The goodness-of-fit of the model for stroke events was similar between HSBP and CSBP morning measurements (increment of likelihood ratio statistics: 33.19 vs 26.38), which the authors stated indicates both HBP and CBP are important factors in stroke prediction. However, the goodness-of-fit of the model for CAD events did not significantly improve when CSBP was introduced into the model that included morning HSBP (increment of likelihood ratio statistics: 3.80; degrees of freedom: 4; P=.434). In this case, morning HSBP may be a more important factor for predicting CAD events than CSBP.

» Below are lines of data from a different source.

//! Body system state management

use crate::body::OrbitingBody;
use glam::Mat4;

/// Ordered collection of orbiting bodies.
///
/// Insertion order is instance order: index 0 is the anchor (the central body) and
/// indices >= 1 are the satellites that get orbit rings.
#[derive(Clone, Debug, Default)]
pub struct BodySystem {
    bodies: Vec<OrbitingBody>,
}

impl BodySystem {
    pub fn new() -> Self {
        Self { bodies: Vec::new() }
    }

    pub fn with_capacity(capacity: usize) -> Self {
        Self {
            bodies: Vec::with_capacity(capacity),
        }
    }

    pub fn add_body(&mut self, body: OrbitingBody) {
        self.bodies.push(body);
    }

    /// Advance every body by `dt` units of simulated time, in insertion order
    pub fn advance(&mut self, dt: f32) {
        for body in &mut self.bodies {
            body.advance(dt);
        }
    }

    /// One model matrix per body, in insertion order
    pub fn collect_transforms(&self) -> Vec<Mat4> {
        self.bodies.iter().map(OrbitingBody::model_matrix).collect()
    }

    pub fn body_count(&self) -> usize {
        self.bodies.len()
    }

    pub fn is_empty(&self) -> bool {
        self.bodies.is_empty()
    }

    pub fn bodies(&self) -> &[OrbitingBody] {
        &self.bodies
    }

    /// The central body (index 0)
    pub fn anchor(&self) -> Option<&OrbitingBody> {
        self.bodies.first()
    }

    /// Bodies after the anchor, paired with their instance index
    pub fn satellites(&self) -> impl Iterator<Item = (usize, &OrbitingBody)> {
        self.bodies.iter().enumerate().skip(1)
    }
}

impl FromIterator<OrbitingBody> for BodySystem {
    fn from_iter<I: IntoIterator<Item = OrbitingBody>>(iter: I) -> Self {
        Self {
            bodies: iter.into_iter().collect(),
        }
    }
}
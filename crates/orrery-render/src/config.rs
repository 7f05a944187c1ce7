//! Startup configuration for the windowed renderer

use std::path::PathBuf;

use orrery_sim::SceneConfig;

/// Sun texture fallback tint
pub const SUN_TINT: [u8; 3] = [255, 190, 60];
/// Planet texture fallback tint
pub const PLANET_TINT: [u8; 3] = [90, 140, 220];

#[derive(Clone, Debug)]
pub struct RenderConfig {
    pub scene: SceneConfig,
    /// OBJ model shared by every body; a generated sphere when unset
    pub mesh: Option<PathBuf>,
    pub sun_texture: Option<PathBuf>,
    pub planet_texture: Option<PathBuf>,
    /// Simulated time units per real second
    pub rate: f32,
    pub width: u32,
    pub height: u32,
    pub show_orbits: bool,
}

impl Default for RenderConfig {
    fn default() -> Self {
        Self {
            scene: SceneConfig::default(),
            mesh: None,
            sun_texture: None,
            planet_texture: None,
            rate: orrery_sim::rates::NORMAL,
            width: 900,
            height: 900,
            show_orbits: true,
        }
    }
}
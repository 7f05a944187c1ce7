//! Render pipelines for the body pass and the orbit overlay

use crate::gpu_types::{InstanceRaw, LineVertex, MeshVertex};

pub const DEPTH_FORMAT: wgpu::TextureFormat = wgpu::TextureFormat::Depth32Float;

pub fn create_depth_texture(
    device: &wgpu::Device,
    width: u32,
    height: u32,
) -> (wgpu::Texture, wgpu::TextureView) {
    let texture = device.create_texture(&wgpu::TextureDescriptor {
        label: Some("Depth Texture"),
        size: wgpu::Extent3d {
            width: width.max(1),
            height: height.max(1),
            depth_or_array_layers: 1,
        },
        mip_level_count: 1,
        sample_count: 1,
        dimension: wgpu::TextureDimension::D2,
        format: DEPTH_FORMAT,
        usage: wgpu::TextureUsages::RENDER_ATTACHMENT,
        view_formats: &[],
    });

    let view = texture.create_view(&wgpu::TextureViewDescriptor::default());
    (texture, view)
}

fn uniform_entry(binding: u32, visibility: wgpu::ShaderStages) -> wgpu::BindGroupLayoutEntry {
    wgpu::BindGroupLayoutEntry {
        binding,
        visibility,
        ty: wgpu::BindingType::Buffer {
            ty: wgpu::BufferBindingType::Uniform,
            has_dynamic_offset: false,
            min_binding_size: None,
        },
        count: None,
    }
}

/// Textured, Phong-lit, instanced body pipeline
pub struct BodyPipeline {
    pub pipeline: wgpu::RenderPipeline,
    /// Group 0: camera + light
    pub scene_layout: wgpu::BindGroupLayout,
    /// Group 1: texture + sampler
    pub texture_layout: wgpu::BindGroupLayout,
}

impl BodyPipeline {
    pub fn new(device: &wgpu::Device, surface_format: wgpu::TextureFormat) -> Self {
        let shader = device.create_shader_module(wgpu::include_wgsl!("shaders/body.wgsl"));

        let scene_layout = device.create_bind_group_layout(&wgpu::BindGroupLayoutDescriptor {
            label: Some("Body Scene Layout (Camera/Light)"),
            entries: &[
                uniform_entry(0, wgpu::ShaderStages::VERTEX | wgpu::ShaderStages::FRAGMENT),
                uniform_entry(1, wgpu::ShaderStages::FRAGMENT),
            ],
        });

        let texture_layout = device.create_bind_group_layout(&wgpu::BindGroupLayoutDescriptor {
            label: Some("Body Texture Layout"),
            entries: &[
                wgpu::BindGroupLayoutEntry {
                    binding: 0,
                    visibility: wgpu::ShaderStages::FRAGMENT,
                    ty: wgpu::BindingType::Texture {
                        multisampled: false,
                        view_dimension: wgpu::TextureViewDimension::D2,
                        sample_type: wgpu::TextureSampleType::Float { filterable: true },
                    },
                    count: None,
                },
                wgpu::BindGroupLayoutEntry {
                    binding: 1,
                    visibility: wgpu::ShaderStages::FRAGMENT,
                    ty: wgpu::BindingType::Sampler(wgpu::SamplerBindingType::Filtering),
                    count: None,
                },
            ],
        });

        let layout = device.create_pipeline_layout(&wgpu::PipelineLayoutDescriptor {
            label: Some("Body Pipeline Layout"),
            bind_group_layouts: &[&scene_layout, &texture_layout],
            push_constant_ranges: &[],
        });

        let pipeline = device.create_render_pipeline(&wgpu::RenderPipelineDescriptor {
            label: Some("Body Pipeline"),
            layout: Some(&layout),
            vertex: wgpu::VertexState {
                module: &shader,
                entry_point: Some("vs_main"),
                buffers: &[MeshVertex::layout(), InstanceRaw::layout()],
                compilation_options: Default::default(),
            },
            fragment: Some(wgpu::FragmentState {
                module: &shader,
                entry_point: Some("fs_main"),
                targets: &[Some(wgpu::ColorTargetState {
                    format: surface_format,
                    blend: Some(wgpu::BlendState::ALPHA_BLENDING),
                    write_mask: wgpu::ColorWrites::ALL,
                })],
                compilation_options: Default::default(),
            }),
            primitive: wgpu::PrimitiveState {
                topology: wgpu::PrimitiveTopology::TriangleList,
                strip_index_format: None,
                front_face: wgpu::FrontFace::Ccw,
                // OBJ files in the wild disagree on winding
                cull_mode: None,
                polygon_mode: wgpu::PolygonMode::Fill,
                unclipped_depth: false,
                conservative: false,
            },
            depth_stencil: Some(wgpu::DepthStencilState {
                format: DEPTH_FORMAT,
                depth_write_enabled: true,
                depth_compare: wgpu::CompareFunction::Less,
                stencil: wgpu::StencilState::default(),
                bias: wgpu::DepthBiasState::default(),
            }),
            multisample: wgpu::MultisampleState::default(),
            multiview: None,
            cache: None,
        });

        Self {
            pipeline,
            scene_layout,
            texture_layout,
        }
    }

    pub fn texture_bind_group(
        &self,
        device: &wgpu::Device,
        texture: &crate::texture::GpuTexture,
        label: &str,
    ) -> wgpu::BindGroup {
        device.create_bind_group(&wgpu::BindGroupDescriptor {
            label: Some(label),
            layout: &self.texture_layout,
            entries: &[
                wgpu::BindGroupEntry {
                    binding: 0,
                    resource: wgpu::BindingResource::TextureView(&texture.view),
                },
                wgpu::BindGroupEntry {
                    binding: 1,
                    resource: wgpu::BindingResource::Sampler(&texture.sampler),
                },
            ],
        })
    }
}

/// Unlit line-strip pipeline for orbit rings. Ignores depth so rings stay visible.
pub struct OrbitPipeline {
    pub pipeline: wgpu::RenderPipeline,
    pub camera_layout: wgpu::BindGroupLayout,
}

impl OrbitPipeline {
    pub fn new(device: &wgpu::Device, surface_format: wgpu::TextureFormat) -> Self {
        let shader = device.create_shader_module(wgpu::include_wgsl!("shaders/orbit.wgsl"));

        let camera_layout = device.create_bind_group_layout(&wgpu::BindGroupLayoutDescriptor {
            label: Some("Orbit Camera Layout"),
            entries: &[uniform_entry(0, wgpu::ShaderStages::VERTEX)],
        });

        let layout = device.create_pipeline_layout(&wgpu::PipelineLayoutDescriptor {
            label: Some("Orbit Pipeline Layout"),
            bind_group_layouts: &[&camera_layout],
            push_constant_ranges: &[],
        });

        let pipeline = device.create_render_pipeline(&wgpu::RenderPipelineDescriptor {
            label: Some("Orbit Pipeline"),
            layout: Some(&layout),
            vertex: wgpu::VertexState {
                module: &shader,
                entry_point: Some("vs_main"),
                buffers: &[LineVertex::layout()],
                compilation_options: Default::default(),
            },
            fragment: Some(wgpu::FragmentState {
                module: &shader,
                entry_point: Some("fs_main"),
                targets: &[Some(wgpu::ColorTargetState {
                    format: surface_format,
                    blend: Some(wgpu::BlendState::REPLACE),
                    write_mask: wgpu::ColorWrites::ALL,
                })],
                compilation_options: Default::default(),
            }),
            primitive: wgpu::PrimitiveState {
                topology: wgpu::PrimitiveTopology::LineStrip,
                strip_index_format: None,
                front_face: wgpu::FrontFace::Ccw,
                cull_mode: None,
                polygon_mode: wgpu::PolygonMode::Fill,
                unclipped_depth: false,
                conservative: false,
            },
            depth_stencil: Some(wgpu::DepthStencilState {
                format: DEPTH_FORMAT,
                depth_write_enabled: false,
                depth_compare: wgpu::CompareFunction::Always,
                stencil: wgpu::StencilState::default(),
                bias: wgpu::DepthBiasState::default(),
            }),
            multisample: wgpu::MultisampleState::default(),
            multiview: None,
            cache: None,
        });

        Self {
            pipeline,
            camera_layout,
        }
    }
}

Researchers acknowledged that their study is limited by its design: the BP target was at the physician’s discretion, combination therapy was unrestricted, and they did not include a control group. Therefore, they encouraged future randomized controlled trials to further elucidate the relationship between morning HBP values and ischemic event prediction.

Reference

Kario K, Saito I, Kushiro T, et al. Morning home blood pressure is a strong predictor of coronary artery disease. The HONEST study. J Am Coll Cardiol. 2016;67(13):1519-1527. doi: 10.1016/j.jacc.2016.01.037.